Martin Heller InfoWorld

 かつてモバイルアプリの開発では、Webベースの汎用的なアプリとネイティブアプリのどちらで行くかを考える必要があった。汎用的なアプリはHTMLやJavaScriptなどのWeb技術を基盤とするアプリで、モバイルアプリとしての出来栄えに難があった。一方ネイティブアプリは対象のプラットフォームに合わせて開発するアプリで、出来栄えは優れているが、プラットフォームごとに個別の開発チームが必要で、コストがかかった。

前回から続く)

Flutterで用いる言語Dart

Credit: IDG
Credit: IDG

 Flutterでの開発にはプログラミング言語Dartを用いる。あらゆるプラットフォームで高速に動作するアプリケーションを開発できるとうたっている言語だ。DartのコードはJavaやKotlin、Swift、TypeScriptと似ている。オブジェクト指向言語を扱った経験があれば、Dartもすぐに身に付くはずだ。まずはDartのサイトで言語の概略の説明だけでも見てみるとよいだろう。

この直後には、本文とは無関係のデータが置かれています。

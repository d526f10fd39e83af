use std::net::SocketAddr;
use std::path::PathBuf;

use anyhow::Context;
use clap::Parser;
use tracing::info;

use taxcalc_server::{AppConfig, build_state, logging, router};

// ─── CLI definition ──────────────────────────────────────────────────────────

/// UK tax and payroll calculation service.
///
/// Settings come from the optional TOML file first; flags given here
/// override them.
#[derive(Debug, Parser)]
#[command(name = "taxcalc-server")]
#[command(version, about, long_about = None)]
struct Cli {
    /// TOML configuration file.
    #[arg(short, long)]
    config: Option<PathBuf>,

    /// Address to listen on, e.g. `0.0.0.0:8080`.
    #[arg(long)]
    bind: Option<SocketAddr>,

    /// Database backend to use (`sqlite` or `memory`).
    #[arg(long)]
    backend: Option<String>,

    /// Database connection string.
    /// For SQLite this is a file path (e.g. `rates.db`) or `:memory:`.
    #[arg(long)]
    db: Option<String>,

    /// Ledger CSV feeding VAT returns and the turnover monitor.
    #[arg(long)]
    transactions: Option<PathBuf>,

    /// Log filter, e.g. `debug` or `info,taxcalc_core=trace`.
    #[arg(long)]
    log_level: Option<String>,

    /// Also append log output to this file.
    #[arg(long)]
    log_file: Option<PathBuf>,
}

impl Cli {
    fn apply(self, config: &mut AppConfig) {
        if let Some(bind) = self.bind {
            config.server.bind = bind;
        }
        if let Some(backend) = self.backend {
            config.database.backend = backend;
        }
        if let Some(db) = self.db {
            config.database.connection_string = db;
        }
        if let Some(path) = self.transactions {
            config.vat.transactions_csv = Some(path);
        }
        if let Some(level) = self.log_level {
            config.logging.level = level;
        }
        if let Some(path) = self.log_file {
            config.logging.file = Some(path);
        }
    }
}

// ─── entry point ─────────────────────────────────────────────────────────────

#[tokio::main]
async fn main() -> anyhow::Result<()> {
    let cli = Cli::parse();

    let mut config = AppConfig::load(cli.config.as_deref())?;
    cli.apply(&mut config);

    logging::init(&config.logging.level, config.logging.file.as_deref())?;

    let state = build_state(&config).await?;
    let app = router(state);

    let listener = tokio::net::TcpListener::bind(config.server.bind)
        .await
        .with_context(|| format!("Failed to bind {}", config.server.bind))?;
    info!("Listening on {}", config.server.bind);
    axum::serve(listener, app).await?;

    Ok(())
}
use async_trait::async_trait;
use chrono::NaiveDate;
use thiserror::Error;

use crate::models::{NewTaxRate, RATE_SCALE, RateKey, RateType, TaxRate, TaxYear};

#[derive(Debug, Clone, PartialEq, Eq, Error)]
pub enum RepositoryError {
    #[error("Record not found")]
    NotFound,

    #[error("Tax year {0} has no rates")]
    TaxYearNotFound(TaxYear),

    #[error("Tax year {0} already exists")]
    DuplicateTaxYear(TaxYear),

    #[error("Rate {key} already exists for {tax_year}")]
    DuplicateRate { key: RateKey, tax_year: TaxYear },

    #[error("Invalid rate value: {0}")]
    InvalidRateValue(String),

    #[error("Effective from {from} must be before effective to {to}")]
    InvalidDateRange { from: NaiveDate, to: NaiveDate },

    #[error("Database error: {0}")]
    Database(String),

    #[error("Connection error: {0}")]
    Connection(String),

    #[error("Configuration error: {0}")]
    Configuration(String),
}

/// The versioned tax-rate store. The only mutator of rate rows.
///
/// Multi-row writes (`insert_rates`, `copy_year`) are all-or-nothing, and
/// `update_rate_value` never exposes a half-written row.
#[async_trait]
pub trait RateRepository: Send + Sync {
    /// Every row for the year, in key order.
    async fn get_rates(&self, tax_year: TaxYear) -> Result<Vec<TaxRate>, RepositoryError>;

    async fn get_rate(&self, tax_year: TaxYear, key: RateKey) -> Result<TaxRate, RepositoryError>;

    async fn get_rate_by_id(&self, id: i64) -> Result<TaxRate, RepositoryError>;

    async fn update_rate_value(&self, id: i64, value: i64) -> Result<TaxRate, RepositoryError>;

    /// Clone every row of `from` into `to` with new effective dates.
    async fn copy_year(
        &self,
        from: TaxYear,
        to: TaxYear,
        effective_from: NaiveDate,
        effective_to: NaiveDate,
    ) -> Result<Vec<TaxRate>, RepositoryError>;

    /// Distinct years present, most recent first.
    async fn list_tax_years(&self) -> Result<Vec<TaxYear>, RepositoryError>;

    async fn insert_rates(&self, rates: &[NewTaxRate]) -> Result<Vec<TaxRate>, RepositoryError>;
}

/// Range check applied on every write path.
///
/// Thresholds are non-negative pence; rates lie in `[0, 10000]`.
pub fn validate_rate_value(key: RateKey, value: i64) -> Result<(), RepositoryError> {
    match key.rate_type() {
        RateType::Threshold if value < 0 => Err(RepositoryError::InvalidRateValue(format!(
            "{key}: threshold {value} must not be negative"
        ))),
        RateType::Rate if !(0..=RATE_SCALE).contains(&value) => {
            Err(RepositoryError::InvalidRateValue(format!(
                "{key}: rate {value} must be between 0 and {RATE_SCALE}"
            )))
        }
        _ => Ok(()),
    }
}

pub fn validate_effective_dates(from: NaiveDate, to: NaiveDate) -> Result<(), RepositoryError> {
    if from < to {
        Ok(())
    } else {
        Err(RepositoryError::InvalidDateRange { from, to })
    }
}

/// Checks a batch before it is inserted: every value in range, every date
/// span valid, and no key repeated within one year.
pub fn validate_new_rates(rates: &[NewTaxRate]) -> Result<(), RepositoryError> {
    let mut seen = std::collections::HashSet::new();

    for rate in rates {
        validate_rate_value(rate.key, rate.value)?;
        validate_effective_dates(rate.effective_from, rate.effective_to)?;

        if !seen.insert((rate.tax_year, rate.key)) {
            return Err(RepositoryError::DuplicateRate {
                key: rate.key,
                tax_year: rate.tax_year,
            });
        }
    }

    Ok(())
}
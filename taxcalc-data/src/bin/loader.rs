use std::fs::File;
use std::path::PathBuf;

use anyhow::{Context, Result};
use clap::Parser;
use taxcalc_data::TaxRateLoader;
use taxcalc_db_sqlite::SqliteRateRepository;
use tracing_subscriber::EnvFilter;

/// Load tax rates from a CSV file into the database.
///
/// The CSV file should have the following columns:
/// - tax_year: The tax year (e.g., 2025-26)
/// - category: vat, income_tax, national_insurance or corporation_tax
/// - name: The rate name within the category (e.g., personal_allowance)
/// - rate_type: threshold or rate
/// - value: Pounds for thresholds (12570.00), percent for rates (20)
/// - effective_from, effective_to: Optional; default to the tax year bounds
///
/// The whole file is inserted in one transaction. If any row already
/// exists, nothing is written.
#[derive(Parser, Debug)]
#[command(name = "taxcalc-rates-loader")]
#[command(version, about, long_about = None)]
struct Args {
    /// Path to the CSV file containing tax rate data
    #[arg(short, long)]
    file: PathBuf,

    /// SQLite database URL (e.g., sqlite:taxcalc.db?mode=rwc to create if missing)
    #[arg(short, long, default_value = "sqlite:taxcalc.db?mode=rwc")]
    database: String,

    /// Run database migrations before loading data
    #[arg(short, long, default_value_t = false)]
    migrate: bool,

    /// Run seed files from the specified directory after migrations
    #[arg(short, long)]
    seeds: Option<PathBuf>,
}

fn init_tracing() {
    let filter = EnvFilter::try_from_default_env().unwrap_or_else(|_| EnvFilter::new("info"));
    tracing_subscriber::fmt().with_env_filter(filter).init();
}

#[tokio::main]
async fn main() -> Result<()> {
    init_tracing();
    let args = Args::parse();

    let repo = SqliteRateRepository::new(&args.database)
        .await
        .with_context(|| format!("Failed to connect to database: {}", args.database))?;

    if args.migrate {
        println!("Running migrations...");
        repo.run_migrations()
            .await
            .context("Failed to run migrations")?;
        println!("Migrations complete.");
    }

    if let Some(seeds_dir) = &args.seeds {
        println!("Running seeds from: {}", seeds_dir.display());
        repo.run_seeds(seeds_dir)
            .await
            .with_context(|| format!("Failed to run seeds from: {}", seeds_dir.display()))?;
        println!("Seeds complete.");
    }

    println!("Loading tax rates from: {}", args.file.display());

    let file = File::open(&args.file)
        .with_context(|| format!("Failed to open: {}", args.file.display()))?;

    let records = TaxRateLoader::parse(file)
        .with_context(|| format!("Failed to parse CSV: {}", args.file.display()))?;

    println!("Parsed {} records from CSV", records.len());

    let inserted = TaxRateLoader::load(&repo, &records)
        .await
        .context("Failed to load tax rates into database")?;

    println!("Successfully loaded {} tax rates into the database.", inserted);

    Ok(())
}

 Dartで作成したごく基本的なプログラムの例を示す。

// 関数を定義
void printInteger(int aNumber) {
 print('The number is $aNumber.'); // コンソールに出力
}

// アプリの実行はここから開始
void main() {
 var number = 42; // 変数を宣言し初期化
 printInteger(number); // 関数を呼び出し
}

 Dartは強い型付けの言語だが、型推論の機能があるため、型の指定は省略もできる。ローカル変数はvarを使った型推論で宣言し、関数やパブリック変数は型を明示的に指定するスタイルが好ましい。Javaと違って、publicやprotected、privateといったキーワードはない。変数名などの識別子の先頭にアンダーバー(_)を付けると、ライブラリーに対してプライベートな識別子という意味になる。